Records excerpted from a collection:
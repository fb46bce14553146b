//! Error types for packagist-sync operations.

use std::path::PathBuf;
use thiserror::Error;

/// Fallback message when a failed registry response carries no message.
pub const STATUS_CHECK_FAILED: &str = "An error occurred while checking the result status.";

/// Message reported for any transport-level failure.
pub const TRANSPORT_FAILED: &str = "An error occurred while communicating with the registry.";

/// Main error type for packagist-sync.
#[derive(Error, Debug)]
pub enum Error {
    /// A required value is missing after resolution.
    #[error("{0}")]
    Config(String),

    /// The manifest file does not exist.
    #[error("composer.json file not found at {}", path.display())]
    ManifestNotFound {
        /// Expected manifest path.
        path: PathBuf,
    },

    /// The manifest exists but could not be used.
    #[error("invalid manifest at {}: {message}", path.display())]
    InvalidManifest {
        /// Manifest path.
        path: PathBuf,
        /// Error message.
        message: String,
    },

    /// IO error.
    #[error("io error at {}: {message}", path.display())]
    Io {
        /// File path.
        path: PathBuf,
        /// Error message.
        message: String,
    },

    /// The registry has no package under this name.
    #[error("Could not find a package: {name}")]
    PackageNotFound {
        /// Package name.
        name: String,
    },

    /// The registry answered with a non-success status.
    #[error("{0}")]
    Registry(String),

    /// The registry could not be reached.
    #[error("{}", TRANSPORT_FAILED)]
    Transport,

    /// JSON error.
    #[error("json error: {0}")]
    Json(#[from] sonic_rs::Error),
}

/// Broad classification of an [`Error`].
#[derive(Debug, Clone, Copy, PartialEq, Eq)]
pub enum ErrorKind {
    /// Missing value, unreadable or invalid manifest.
    Configuration,
    /// The registry does not know the package.
    PackageNotFound,
    /// The registry rejected the request.
    Registry,
    /// The registry could not be reached.
    Transport,
}

impl Error {
    /// Create a configuration error.
    #[must_use]
    pub fn config(message: impl Into<String>) -> Self {
        Self::Config(message.into())
    }

    /// Create an IO error with context.
    #[must_use]
    pub fn io(path: impl Into<PathBuf>, err: std::io::Error) -> Self {
        Self::Io {
            path: path.into(),
            message: err.to_string(),
        }
    }

    /// Create a registry error, falling back to the generic status message.
    #[must_use]
    pub fn registry(message: Option<String>) -> Self {
        match message {
            Some(message) if !message.is_empty() => Self::Registry(message),
            _ => Self::Registry(STATUS_CHECK_FAILED.to_string()),
        }
    }

    /// Classify this error.
    #[must_use]
    pub const fn kind(&self) -> ErrorKind {
        match self {
            Self::Config(_)
            | Self::ManifestNotFound { .. }
            | Self::InvalidManifest { .. }
            | Self::Io { .. }
            | Self::Json(_) => ErrorKind::Configuration,
            Self::PackageNotFound { .. } => ErrorKind::PackageNotFound,
            Self::Registry(_) => ErrorKind::Registry,
            Self::Transport => ErrorKind::Transport,
        }
    }
}

/// Result type for packagist-sync operations.
pub type Result<T> = std::result::Result<T, Error>;
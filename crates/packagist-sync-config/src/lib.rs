//! Configuration resolution for packagist-sync.
//!
//! A [`SyncConfig`] is assembled from explicit values (CLI flags, falling back
//! to the [`SyncEnvVar`] variables) and completed lazily from `composer.json`:
//!
//! | Setting | Resolution order |
//! |---|---|
//! | package name | explicit, manifest `name` |
//! | vendor name | explicit, vendor of the package name, vendor of the manifest `name` |
//! | username | explicit, vendor name |
//! | domain | explicit, [`DEFAULT_DOMAIN`] |
//! | repository URL | explicit only |
//!
//! # Example
//!
//! ```no_run
//! use packagist_sync_config::SyncConfig;
//!
//! # fn example() -> packagist_sync_core::Result<()> {
//! let config = SyncConfig::builder()
//!     .api_token("api-token".to_string())
//!     .composer_json_path("/srv/project".to_string())
//!     .build();
//!
//! println!("{} by {}", config.package_name()?, config.packagist_username()?);
//! # Ok(())
//! # }
//! ```

#![warn(clippy::all)]
#![allow(clippy::module_name_repetitions)]

pub mod env;
pub mod path;
pub mod resolver;

pub use env::{SyncEnvVar, non_empty};
pub use path::normalize_dir;
pub use resolver::{DEFAULT_DOMAIN, SyncConfig, SyncConfigBuilder};
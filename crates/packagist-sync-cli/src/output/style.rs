//! Message styling.

use owo_colors::OwoColorize;

/// Theme for consistent styling
#[derive(Debug, Clone, Copy)]
pub struct Theme {
    pub colors_enabled: bool,
}

impl Theme {
    /// Create a new theme
    pub const fn new(colors_enabled: bool) -> Self {
        Self { colors_enabled }
    }

    /// Create a theme from current settings
    pub fn from_env() -> Self {
        Self::new(super::colors_enabled())
    }

    /// Format a success message
    pub fn success(&self, text: &str) -> String {
        if self.colors_enabled {
            text.green().to_string()
        } else {
            text.to_string()
        }
    }

    /// Format an error message
    pub fn error(&self, text: &str) -> String {
        if self.colors_enabled {
            text.red().to_string()
        } else {
            text.to_string()
        }
    }

    /// Format a progress or warning message
    pub fn warning(&self, text: &str) -> String {
        if self.colors_enabled {
            text.yellow().to_string()
        } else {
            text.to_string()
        }
    }

    /// Format a package name
    pub fn package(&self, name: &str) -> String {
        if self.colors_enabled {
            name.cyan().bold().to_string()
        } else {
            name.to_string()
        }
    }
}

#[cfg(test)]
mod tests {
    use super::*;

    #[test]
    fn plain_theme_leaves_text_alone() {
        let theme = Theme::new(false);
        assert_eq!(theme.success("done"), "done");
        assert_eq!(theme.error("failed"), "failed");
        assert_eq!(theme.warning("working"), "working");
        assert_eq!(theme.package("acme/widget"), "acme/widget");
    }

    #[test]
    fn colored_theme_wraps_text() {
        let theme = Theme::new(true);
        let text = theme.error("failed");
        assert!(text.contains("failed"));
        assert!(text.starts_with("\u{1b}["));
        assert_ne!(theme.success("x"), theme.error("x"));
    }
}
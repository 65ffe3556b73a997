//! Risk tier distribution
//!
//! One-pass tally of records per tier. The struct representation guarantees
//! downstream consumers always see all four tiers, zeroes included.

use serde::{Deserialize, Serialize};

use antiscam_core::TransactionRecord;

use crate::risk::{classify, RiskTier};

/// Counts per risk tier over one result set.
#[derive(Debug, Clone, Copy, Default, PartialEq, Eq, Serialize, Deserialize)]
pub struct RiskDistribution {
    pub critical: usize,
    pub high: usize,
    pub medium: usize,
    pub low: usize,
}

impl RiskDistribution {
    pub fn get(&self, tier: RiskTier) -> usize {
        match tier {
            RiskTier::Critical => self.critical,
            RiskTier::High => self.high,
            RiskTier::Medium => self.medium,
            RiskTier::Low => self.low,
        }
    }

    /// Counts paired with their tier, most severe first.
    pub fn iter(&self) -> impl Iterator<Item = (RiskTier, usize)> + '_ {
        RiskTier::ALL.into_iter().map(|tier| (tier, self.get(tier)))
    }

    pub fn total(&self) -> usize {
        self.critical + self.high + self.medium + self.low
    }
}

/// Tally the risk tier of every record.
pub fn risk_distribution(records: &[TransactionRecord]) -> RiskDistribution {
    let mut distribution = RiskDistribution::default();
    for record in records {
        match classify(record.fraud_score) {
            RiskTier::Critical => distribution.critical += 1,
            RiskTier::High => distribution.high += 1,
            RiskTier::Medium => distribution.medium += 1,
            RiskTier::Low => distribution.low += 1,
        }
    }
    distribution
}

/// Share of `count` in `total`, as a percentage. A zero total is 0%, never
/// a division error.
pub fn percentage(count: usize, total: usize) -> f64 {
    if total == 0 {
        0.0
    } else {
        count as f64 / total as f64 * 100.0
    }
}
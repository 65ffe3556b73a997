//! Collaborator-boundary errors
//!
//! The analytics engine itself is total and has no error taxonomy; faults
//! only arise at the service boundaries around it.

use thiserror::Error;

/// Errors surfaced by the scoring and explanation collaborators.
#[derive(Error, Debug, Clone, PartialEq, Eq)]
pub enum ServiceError {
    /// The upload was refused before scoring (wrong format, missing
    /// columns, empty file).
    #[error("Upload rejected: {0}")]
    UploadRejected(String),

    /// The collaborator could not be reached or answered with a transport
    /// failure.
    #[error("Service unavailable: {0}")]
    Unavailable(String),

    /// The collaborator answered but the payload did not match its own
    /// schema.
    #[error("Malformed response: {0}")]
    MalformedResponse(String),
}
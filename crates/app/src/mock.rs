//! Offline mocks for the scoring and explanation collaborators
//!
//! Used when the remote backends are not configured: the scorer falls back
//! to a simple rule-based model, the explainer to a templated markdown
//! analysis. Both mirror the behavior of the live services closely enough
//! for demos and tests.

use async_trait::async_trait;
use rand::rngs::StdRng;
use rand::{Rng, SeedableRng};

use antiscam_core::TransactionRecord;

use crate::error::ServiceError;
use crate::service::ExplanationService;

/// Outcome of one mock scoring call.
#[derive(Debug, Clone, Copy, PartialEq)]
pub struct Prediction {
    pub fraud: bool,
    /// Fraud likelihood in [0, 1], rounded to 4 decimals.
    pub fraud_score: f64,
}

/// Rule-based mock scoring model.
///
/// Flags a row as fraud when the amount exceeds 5000 or more than 3 login
/// attempts preceded it, then draws a score from [0.65, 0.95) for fraud and
/// [0.05, 0.45) otherwise. Seedable for deterministic tests.
pub struct MockScorer {
    rng: StdRng,
}

impl MockScorer {
    pub fn new() -> Self {
        Self {
            rng: StdRng::from_entropy(),
        }
    }

    pub fn from_seed(seed: u64) -> Self {
        Self {
            rng: StdRng::seed_from_u64(seed),
        }
    }

    pub fn predict(&mut self, amount: f64, login_attempts: u32) -> Prediction {
        let fraud = amount > 5000.0 || login_attempts > 3;
        let raw = if fraud {
            self.rng.gen_range(0.65..0.95)
        } else {
            self.rng.gen_range(0.05..0.45)
        };
        Prediction {
            fraud,
            fraud_score: round4(raw),
        }
    }
}

impl Default for MockScorer {
    fn default() -> Self {
        Self::new()
    }
}

fn round4(value: f64) -> f64 {
    (value * 10_000.0).round() / 10_000.0
}

/// Templated markdown explanation of why a transaction was flagged.
///
/// Walks the same risk factors the live explainer is prompted with: high
/// amount, excessive login attempts, very short duration, amount vs.
/// balance ratio, and age demographic.
#[derive(Debug, Clone, Copy, Default)]
pub struct RuleBasedExplainer;

impl RuleBasedExplainer {
    pub fn explanation(record: &TransactionRecord) -> String {
        let mut reasons: Vec<String> = Vec::new();

        if record.amount > 5000.0 {
            reasons.push(format!(
                "Unusually high transaction amount of RM{}",
                format_currency(record.amount)
            ));
        }
        if record.login_attempts > 3 {
            reasons.push(format!(
                "Excessive login attempts ({}) indicating potential account compromise",
                record.login_attempts
            ));
        }
        if record.duration_secs < 10.0 {
            reasons.push(format!(
                "Very short transaction duration ({}s) suggesting automated behavior",
                record.duration_secs
            ));
        }
        if record.amount > record.balance * 0.8 {
            reasons.push(format!(
                "Transaction amount represents {:.1}% of account balance",
                record.amount / record.balance * 100.0
            ));
        }
        if record.customer_age < 25 || record.customer_age > 70 {
            reasons.push(format!(
                "Customer age ({}) falls in higher risk demographic",
                record.customer_age
            ));
        }
        if reasons.is_empty() {
            reasons.push("Multiple risk indicators combined to flag this transaction".to_string());
        }

        let mut out = String::from("🚨 **Fraud Alert Analysis**\n\n");
        out.push_str("This transaction has been flagged due to the following risk factors:\n\n");
        for (i, reason) in reasons.iter().enumerate() {
            out.push_str(&format!("{}. {}\n", i + 1, reason));
        }
        out.push_str(&format!(
            "\n**Risk Score:** {:.2}%\n",
            record.fraud_score * 100.0
        ));
        out.push_str(
            "\n**Recommendation:** Review transaction details and verify customer identity before processing.",
        );
        out
    }
}

#[async_trait]
impl ExplanationService for RuleBasedExplainer {
    async fn explain(&self, record: &TransactionRecord) -> Result<String, ServiceError> {
        Ok(Self::explanation(record))
    }
}

/// `12345.6` -> `"12,345.60"`.
fn format_currency(value: f64) -> String {
    let formatted = format!("{value:.2}");
    let (integral, fractional) = formatted.split_once('.').unwrap_or((&formatted, "00"));
    let (sign, digits) = integral
        .strip_prefix('-')
        .map_or(("", integral), |rest| ("-", rest));

    let mut grouped = String::new();
    for (i, ch) in digits.chars().enumerate() {
        if i > 0 && (digits.len() - i) % 3 == 0 {
            grouped.push(',');
        }
        grouped.push(ch);
    }
    format!("{sign}{grouped}.{fractional}")
}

WORK REQUIRED
Copy the lines above exactly, from the very first through the one containing "any transport-level failure.", and include no other line.

EXPECTED OUTPUT
repository fb46bce14553146b
//! Error types for packagist-sync operations.

use std::path::PathBuf;
use thiserror::Error;

/// Fallback message when a failed registry response carries no message.
pub const STATUS_CHECK_FAILED: &str = "An error occurred while checking the result status.";

/// Message reported for any transport-level failure.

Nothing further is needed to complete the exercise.